The second thing it basically said was, but if, in taking my property; that is, making me pay money to do something with my property to stop some actions occurring beyond my property, or if, in fact, you are taking my property by telling me, for example, I cannot build a seven-story building in the middle of a neighborhood that says there is zoning and only allows no buildings over 5,000 square feet, that fell under the rubric of the police power, where the Government has the right to come forward and say, “Look, we have a right to protect the public health and safety," and I hope the press is listening to this, too, because, in fact, the way the press looks at this, understandably, is like the rest of us. They are not experts in constitutional law, most of them. Some who cover this will be.

But it has been the basic police power. So the court has said, look, when you come along and you are restricting the use of someone's property, if it is for the public health and safety and the good of folks out there, then the court will give wide deference to the leg. islative body and governmental body that sets out the standard.

For example, if you say in the middle of your residential neighborhood you can't build a 20-story building, the reason you can't build a 20-story building is not just for aesthetic reasons. It will increase traffic. It will create sewer problems. It may cause kids to get hit on bicycles because of the traffic pattern in the neighborhood. It may cause a whole range of other things.

The court does not require, at this point, any State or the Federal Government to quantify and prove a direct injury to somebody else. It says, “As long as there is a reasonable basis for this standard, we are not going to, basically, second guess it.”.

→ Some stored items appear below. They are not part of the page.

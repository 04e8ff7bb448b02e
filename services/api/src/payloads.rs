//! Request payloads accepted by the HTTP handlers

use serde::{Deserialize, Deserializer};

/// `?page=` query of the movie list endpoints
#[derive(Debug, Clone, Deserialize)]
pub struct PageQuery {
    pub page: Option<u32>,
}

/// `?query=&page=` query of the movie search endpoint
#[derive(Debug, Clone, Deserialize)]
pub struct SearchQuery {
    #[serde(default)]
    pub query: String,
    pub page: Option<u32>,
}

/// Body of `POST /api/reviews`
///
/// Kept loosely typed so that range and vocabulary errors surface as 400
/// responses with a readable message instead of a generic rejection.
#[derive(Debug, Clone, Deserialize)]
pub struct CreateReviewRequest {
    pub movie_id: i64,
    pub rating: i64,
    #[serde(default)]
    pub comment: String,
    #[serde(default)]
    pub spoiler: bool,
    #[serde(default, deserialize_with = "raw_tags")]
    pub tags: Vec<String>,
}

/// Tags arrive comma-joined from the web client; arrays are accepted too
fn raw_tags<'de, D: Deserializer<'de>>(deserializer: D) -> Result<Vec<String>, D::Error> {
    #[derive(Deserialize)]
    #[serde(untagged)]
    enum Raw {
        Joined(String),
        List(Vec<String>),
    }

    let labels = match Option::<Raw>::deserialize(deserializer)? {
        None => Vec::new(),
        Some(Raw::Joined(joined)) => joined.split(',').map(str::to_string).collect(),
        Some(Raw::List(list)) => list,
    };

    Ok(labels
        .into_iter()
        .map(|label| label.trim().to_string())
        .filter(|label| !label.is_empty())
        .collect())
}
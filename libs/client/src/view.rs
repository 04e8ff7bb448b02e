//! Review list filtering and sorting
//!
//! [`derive_view`] is pure: given the same reviews and selections it always
//! returns the same ordering, and it never touches the network.

use std::fmt;
use std::str::FromStr;

use models::{Review, Tag};
use thiserror::Error;

/// Selection value that could not be parsed
#[derive(Error, Debug, Clone, PartialEq, Eq)]
#[error("Unknown {kind}: {value}")]
pub struct ParseSelectionError {
    pub kind: &'static str,
    pub value: String,
}

/// Which reviews to show by spoiler flag
#[derive(Debug, Clone, Copy, Default, PartialEq, Eq)]
pub enum ReviewFilter {
    #[default]
    All,
    Spoiler,
    Normal,
}

impl ReviewFilter {
    pub fn matches(self, review: &Review) -> bool {
        match self {
            ReviewFilter::All => true,
            ReviewFilter::Spoiler => review.spoiler,
            ReviewFilter::Normal => !review.spoiler,
        }
    }
}

impl FromStr for ReviewFilter {
    type Err = ParseSelectionError;

    fn from_str(s: &str) -> Result<Self, Self::Err> {
        match s {
            "all" => Ok(ReviewFilter::All),
            "spoiler" => Ok(ReviewFilter::Spoiler),
            "normal" => Ok(ReviewFilter::Normal),
            other => Err(ParseSelectionError {
                kind: "filter",
                value: other.to_string(),
            }),
        }
    }
}

impl fmt::Display for ReviewFilter {
    fn fmt(&self, f: &mut fmt::Formatter<'_>) -> fmt::Result {
        f.write_str(match self {
            ReviewFilter::All => "all",
            ReviewFilter::Spoiler => "spoiler",
            ReviewFilter::Normal => "normal",
        })
    }
}

/// Review ordering
#[derive(Debug, Clone, Copy, Default, PartialEq, Eq)]
pub enum ReviewSort {
    /// Newest first
    #[default]
    Latest,
    /// Oldest first
    Oldest,
    /// Highest rating first
    High,
    /// Lowest rating first
    Low,
}

impl FromStr for ReviewSort {
    type Err = ParseSelectionError;

    fn from_str(s: &str) -> Result<Self, Self::Err> {
        match s {
            "latest" => Ok(ReviewSort::Latest),
            "oldest" => Ok(ReviewSort::Oldest),
            "high" => Ok(ReviewSort::High),
            "low" => Ok(ReviewSort::Low),
            other => Err(ParseSelectionError {
                kind: "sort",
                value: other.to_string(),
            }),
        }
    }
}

impl fmt::Display for ReviewSort {
    fn fmt(&self, f: &mut fmt::Formatter<'_>) -> fmt::Result {
        f.write_str(match self {
            ReviewSort::Latest => "latest",
            ReviewSort::Oldest => "oldest",
            ReviewSort::High => "high",
            ReviewSort::Low => "low",
        })
    }
}

/// Filter kind, filter tag and sort, applied in that order
///
/// Ties in the sort key keep their input order.
pub fn derive_view(
    reviews: &[Review],
    filter: ReviewFilter,
    selected_tag: Option<Tag>,
    sort: ReviewSort,
) -> Vec<Review> {
    let mut view: Vec<Review> = reviews
        .iter()
        .filter(|review| filter.matches(review))
        .filter(|review| selected_tag.is_none_or(|tag| review.tags.contains(tag)))
        .cloned()
        .collect();

    match sort {
        ReviewSort::Latest => view.sort_by(|a, b| b.created_at.cmp(&a.created_at)),
        ReviewSort::Oldest => view.sort_by(|a, b| a.created_at.cmp(&b.created_at)),
        ReviewSort::High => view.sort_by(|a, b| b.rating.cmp(&a.rating)),
        ReviewSort::Low => view.sort_by(|a, b| a.rating.cmp(&b.rating)),
    }

    view
}

/// The current filter/sort selection of a review list
#[derive(Debug, Clone, Copy, Default, PartialEq, Eq)]
pub struct ReviewQuery {
    pub filter: ReviewFilter,
    pub tag: Option<Tag>,
    pub sort: ReviewSort,
}

impl ReviewQuery {
    pub fn apply(&self, reviews: &[Review]) -> Vec<Review> {
        derive_view(reviews, self.filter, self.tag, self.sort)
    }

    /// Select a tag, or clear the selection when the same tag is picked again
    pub fn toggle_tag(&mut self, tag: Tag) {
        self.tag = if self.tag == Some(tag) { None } else { Some(tag) };
    }
}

What this will do is fundamentally change that jurisprudence in every way, fundamentally change that jurisprudence. Now let me just give you, in summation here, a little bit of what nuisance law is about. The nuisance law, generally, covers immediate demonstrable harm, rarely addresses actions whose health and safety risks are long term, so it might very well not be a nuisance to discharge toxins into the water or air because they don't cause identifiable harm to an individual tomorrow. The damage will occur over a few years. That doesn't meet the requirement in this law that it is a nuisance.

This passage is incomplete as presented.